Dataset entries
//! Use case implementations.

mod list_bills_use_case;
mod session_use_case;
mod submit_bill_use_case;
mod upload_receipt_use_case;

pub use list_bills_use_case::ListBillsUseCase;
pub use session_use_case::SessionUseCase;
pub use submit_bill_use_case::SubmitBillUseCase;
pub use upload_receipt_use_case::UploadReceiptUseCase;
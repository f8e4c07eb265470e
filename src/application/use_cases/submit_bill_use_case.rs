//! Bill submission use case.

use std::sync::Arc;

use tracing::{debug, error, info};

use crate::application::dto::NewBillForm;
use crate::application::services::{parse_amount, parse_pct};
use crate::domain::entities::{Bill, BillStatus, UploadedReceipt};
use crate::domain::errors::BillError;
use crate::domain::ports::{BillStorePort, UpdateBillRequest};

/// Assembles bill records and writes them to the store.
#[derive(Clone)]
pub struct SubmitBillUseCase {
    store: Arc<dyn BillStorePort>,
}

impl SubmitBillUseCase {
    /// Creates new submit use case.
    #[must_use]
    pub fn new(store: Arc<dyn BillStorePort>) -> Self {
        Self { store }
    }

    /// Builds the record sent on submit.
    ///
    /// File fields stay `None` when no receipt was uploaded.
    #[must_use]
    pub fn build_bill(form: &NewBillForm, email: &str, receipt: Option<&UploadedReceipt>) -> Bill {
        Bill {
            id: None,
            email: email.to_string(),
            expense_type: form.expense_type.clone(),
            name: form.name.clone(),
            amount: parse_amount(&form.amount),
            date: form.date.clone(),
            vat: form.vat.clone(),
            pct: parse_pct(&form.pct),
            commentary: form.commentary.clone(),
            file_url: receipt.map(|r| r.file_url.clone()),
            file_name: receipt.map(|r| r.file_name.clone()),
            status: BillStatus::Pending,
        }
    }

    /// Writes `bill` to the store under `selector`.
    ///
    /// # Errors
    /// Returns the store error when the update fails.
    pub async fn execute(&self, bill: Bill, selector: Option<String>) -> Result<Bill, BillError> {
        debug!(selector = ?selector, name = %bill.name, "Updating bill");

        match self
            .store
            .update(UpdateBillRequest {
                data: bill,
                selector,
            })
            .await
        {
            Ok(saved) => {
                info!(id = ?saved.id, "Bill saved");
                Ok(saved)
            }
            Err(e) => {
                error!(error = %e, "Bill update failed");
                Err(e.into())
            }
        }
    }
}
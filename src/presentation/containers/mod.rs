//! Containers binding views to use cases.

mod bills;
mod logout;
mod new_bill;

pub use bills::{Bills, BillsContext, ModalState};
pub use logout::Logout;
pub use new_bill::{FileChange, NewBill, NewBillContext, Submission};
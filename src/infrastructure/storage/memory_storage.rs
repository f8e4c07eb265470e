//! In-process client storage.

use std::collections::HashMap;

use parking_lot::RwLock;

use crate::domain::errors::SessionError;
use crate::domain::ports::ClientStoragePort;

/// Client storage that lives for the current process only.
#[derive(Default)]
pub struct MemoryClientStorage {
    items: RwLock<HashMap<String, String>>,
}

impl MemoryClientStorage {
    /// Creates empty storage.
    #[must_use]
    pub fn new() -> Self {
        Self::default()
    }
}

impl ClientStoragePort for MemoryClientStorage {
    fn get_item(&self, key: &str) -> Result<Option<String>, SessionError> {
        Ok(self.items.read().get(key).cloned())
    }

    fn set_item(&self, key: &str, value: &str) -> Result<(), SessionError> {
        self.items.write().insert(key.to_string(), value.to_string());
        Ok(())
    }

    fn remove_item(&self, key: &str) -> Result<(), SessionError> {
        self.items.write().remove(key);
        Ok(())
    }

    fn clear(&self) -> Result<(), SessionError> {
        self.items.write().clear();
        Ok(())
    }
}
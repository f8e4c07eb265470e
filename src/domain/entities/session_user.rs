//! Signed-in user cached in client storage.

use serde::{Deserialize, Serialize};

/// Role of the signed-in user.
#[derive(Debug, Clone, Copy, PartialEq, Eq, Default, Serialize, Deserialize)]
pub enum UserType {
    /// Submits bills.
    #[default]
    Employee,
    /// Reviews bills.
    Admin,
}

/// Identity of the current session, read once and passed to containers.
#[derive(Debug, Clone, PartialEq, Eq, Serialize, Deserialize)]
pub struct SessionUser {
    /// User role.
    #[serde(rename = "type")]
    pub user_type: UserType,
    /// User email, used to attribute bills and uploads.
    pub email: String,
}

impl SessionUser {
    /// Creates an employee session.
    #[must_use]
    pub fn employee(email: impl Into<String>) -> Self {
        Self {
            user_type: UserType::Employee,
            email: email.into(),
        }
    }

    /// Creates an admin session.
    #[must_use]
    pub fn admin(email: impl Into<String>) -> Self {
        Self {
            user_type: UserType::Admin,
            email: email.into(),
        }
    }

    /// Returns whether the user is an employee.
    #[must_use]
    pub const fn is_employee(&self) -> bool {
        matches!(self.user_type, UserType::Employee)
    }
}
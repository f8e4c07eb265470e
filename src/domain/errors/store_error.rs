//! Bill store error types.

use thiserror::Error;

/// Errors reported by the remote bill store.
#[derive(Debug, Error)]
#[allow(missing_docs)]
pub enum StoreError {
    #[error("network error: {message}")]
    Network { message: String },

    #[error("{message}")]
    Status { status: u16, message: String },

    #[error("failed to decode store response: {message}")]
    Decode { message: String },

    #[error("unexpected store error: {message}")]
    Unexpected { message: String },
}

impl StoreError {
    /// Creates network error.
    #[must_use]
    pub fn network(message: impl Into<String>) -> Self {
        Self::Network {
            message: message.into(),
        }
    }

    /// Creates status error.
    #[must_use]
    pub fn status(status: u16, message: impl Into<String>) -> Self {
        Self::Status {
            status,
            message: message.into(),
        }
    }

    /// Creates decode error.
    #[must_use]
    pub fn decode(message: impl Into<String>) -> Self {
        Self::Decode {
            message: message.into(),
        }
    }

    /// Creates unexpected error.
    #[must_use]
    pub fn unexpected(message: impl Into<String>) -> Self {
        Self::Unexpected {
            message: message.into(),
        }
    }

    /// Returns whether error is network related.
    #[must_use]
    pub const fn is_network_error(&self) -> bool {
        matches!(self, Self::Network { .. })
    }
}

#[cfg(test)]
mod tests {
    use super::*;

    #[test]
    fn test_status_error_displays_server_message() {
        let error = StoreError::status(404, "Erreur 404");
        assert_eq!(error.to_string(), "Erreur 404");
        assert!(!error.is_network_error());
    }

    #[test]
    fn test_network_error_classification() {
        assert!(StoreError::network("connection refused").is_network_error());
    }
}
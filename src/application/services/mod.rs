//! Application services.

pub mod bill_format;
pub mod form;
pub mod receipt;

pub use bill_format::{format_date, sort_by_date_desc};
pub use form::{parse_amount, parse_pct};
pub use receipt::{file_name_from_path, validate_receipt};
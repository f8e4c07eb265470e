//! Bill store HTTP client.

use std::sync::Arc;

use async_trait::async_trait;
use reqwest::multipart::{Form, Part};
use reqwest::{Client, RequestBuilder, StatusCode, Url, header};
use tracing::{debug, warn};

use super::dto::{CreatedBillResponse, ErrorResponse};
use crate::domain::entities::Bill;
use crate::domain::errors::StoreError;
use crate::domain::ports::{
    BillStorePort, ClientStoragePort, CreateBillRequest, CreatedBill, JWT_KEY, UpdateBillRequest,
};

const DEFAULT_API_URL: &str = "http://localhost:5678";
const USER_AGENT: &str = concat!("billed/", env!("CARGO_PKG_VERSION"));

/// REST adapter for the bill store.
pub struct HttpBillStore {
    client: Client,
    base_url: Url,
    client_storage: Option<Arc<dyn ClientStoragePort>>,
}

impl HttpBillStore {
    /// Creates new client with default base URL.
    ///
    /// # Errors
    /// Returns error if HTTP client creation fails.
    pub fn new() -> Result<Self, StoreError> {
        Self::with_base_url(DEFAULT_API_URL)
    }

    /// Creates client with custom base URL.
    ///
    /// # Errors
    /// Returns error if HTTP client creation fails.
    pub fn with_base_url(base_url: impl Into<String>) -> Result<Self, StoreError> {
        let client = Client::builder()
            .user_agent(USER_AGENT)
            .timeout(std::time::Duration::from_secs(30))
            .build()
            .map_err(|e| StoreError::unexpected(format!("failed to create HTTP client: {e}")))?;

        let base_url = base_url.into();
        let base_url = Url::parse(base_url.trim_end_matches('/'))
            .map_err(|e| StoreError::unexpected(format!("invalid bill store URL {base_url}: {e}")))?;

        Ok(Self {
            client,
            base_url,
            client_storage: None,
        })
    }

    /// Reads the bearer token from `storage` on every request.
    #[must_use]
    pub fn with_client_storage(mut self, storage: Arc<dyn ClientStoragePort>) -> Self {
        self.client_storage = Some(storage);
        self
    }

    /// Builds `{base}/bills` or `{base}/bills/{selector}` with the selector
    /// percent-encoded as a single path segment.
    fn bills_url(&self, selector: Option<&str>) -> Result<Url, StoreError> {
        let mut url = self.base_url.clone();
        {
            let mut segments = url.path_segments_mut().map_err(|()| {
                StoreError::unexpected(format!("invalid bill store URL {}", self.base_url))
            })?;
            segments.pop_if_empty().push("bills");
            if let Some(selector) = selector {
                segments.push(selector);
            }
        }
        Ok(url)
    }

    fn authorize(&self, request: RequestBuilder) -> RequestBuilder {
        let jwt = self
            .client_storage
            .as_ref()
            .and_then(|storage| storage.get_item(JWT_KEY).ok().flatten());

        match jwt {
            Some(jwt) => request.header(header::AUTHORIZATION, format!("Bearer {jwt}")),
            None => request,
        }
    }

    async fn send(&self, request: RequestBuilder) -> Result<reqwest::Response, StoreError> {
        let response = self.authorize(request).send().await.map_err(|e| {
            warn!(error = %e, "Failed to reach bill store");
            if e.is_timeout() {
                StoreError::network("request timed out")
            } else if e.is_connect() {
                StoreError::network("failed to connect to bill store")
            } else {
                StoreError::network(e.to_string())
            }
        })?;

        let status = response.status();
        if status.is_success() {
            Ok(response)
        } else {
            Err(Self::handle_error_response(status, response).await)
        }
    }

    async fn handle_error_response(status: StatusCode, response: reqwest::Response) -> StoreError {
        let message = match response.json::<ErrorResponse>().await {
            Ok(error) => error.message,
            Err(_) => format!("Erreur {}", status.as_u16()),
        };

        StoreError::status(status.as_u16(), message)
    }

    async fn decode<T: serde::de::DeserializeOwned>(
        response: reqwest::Response,
    ) -> Result<T, StoreError> {
        response.json().await.map_err(|e| {
            warn!(error = %e, "Failed to parse bill store response");
            StoreError::decode(e.to_string())
        })
    }
}

#[async_trait]
impl BillStorePort for HttpBillStore {
    async fn create(&self, request: CreateBillRequest) -> Result<CreatedBill, StoreError> {
        let url = self.bills_url(None)?;
        let CreateBillRequest { file, email } = request;

        debug!(file_name = %file.name, "Uploading receipt to bill store");

        let part = Part::bytes(file.content.to_vec())
            .file_name(file.name)
            .mime_str(&file.mime_type)
            .map_err(|e| StoreError::unexpected(format!("invalid receipt type: {e}")))?;
        let form = Form::new().part("file", part).text("email", email);

        let response = self.send(self.client.post(url).multipart(form)).await?;
        let created: CreatedBillResponse = Self::decode(response).await?;

        Ok(CreatedBill {
            file_url: created.file_url,
            key: created.key,
        })
    }

    async fn update(&self, request: UpdateBillRequest) -> Result<Bill, StoreError> {
        let builder = match request.selector.as_deref() {
            Some(selector) => self.client.patch(self.bills_url(Some(selector))?),
            None => self.client.post(self.bills_url(None)?),
        };

        debug!(selector = ?request.selector, "Writing bill to store");

        let response = self.send(builder.json(&request.data)).await?;
        Self::decode(response).await
    }

    async fn list(&self) -> Result<Vec<Bill>, StoreError> {
        let url = self.bills_url(None)?;

        debug!("Listing bills");

        let response = self.send(self.client.get(url)).await?;
        Self::decode(response).await
    }
}
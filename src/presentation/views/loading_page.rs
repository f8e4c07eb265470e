//! Loading placeholder.

/// Renders the loading placeholder.
#[must_use]
pub fn loading_page() -> String {
    r#"<div id="loading" data-testid="loading">Loading...</div>"#.to_string()
}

Work required:
Write out every line from the data above that includes "invalid".

Task output:
            .map_err(|e| StoreError::unexpected(format!("invalid bill store URL {base_url}: {e}")))?;
                StoreError::unexpected(format!("invalid bill store URL {}", self.base_url))
            .map_err(|e| StoreError::unexpected(format!("invalid receipt type: {e}")))?;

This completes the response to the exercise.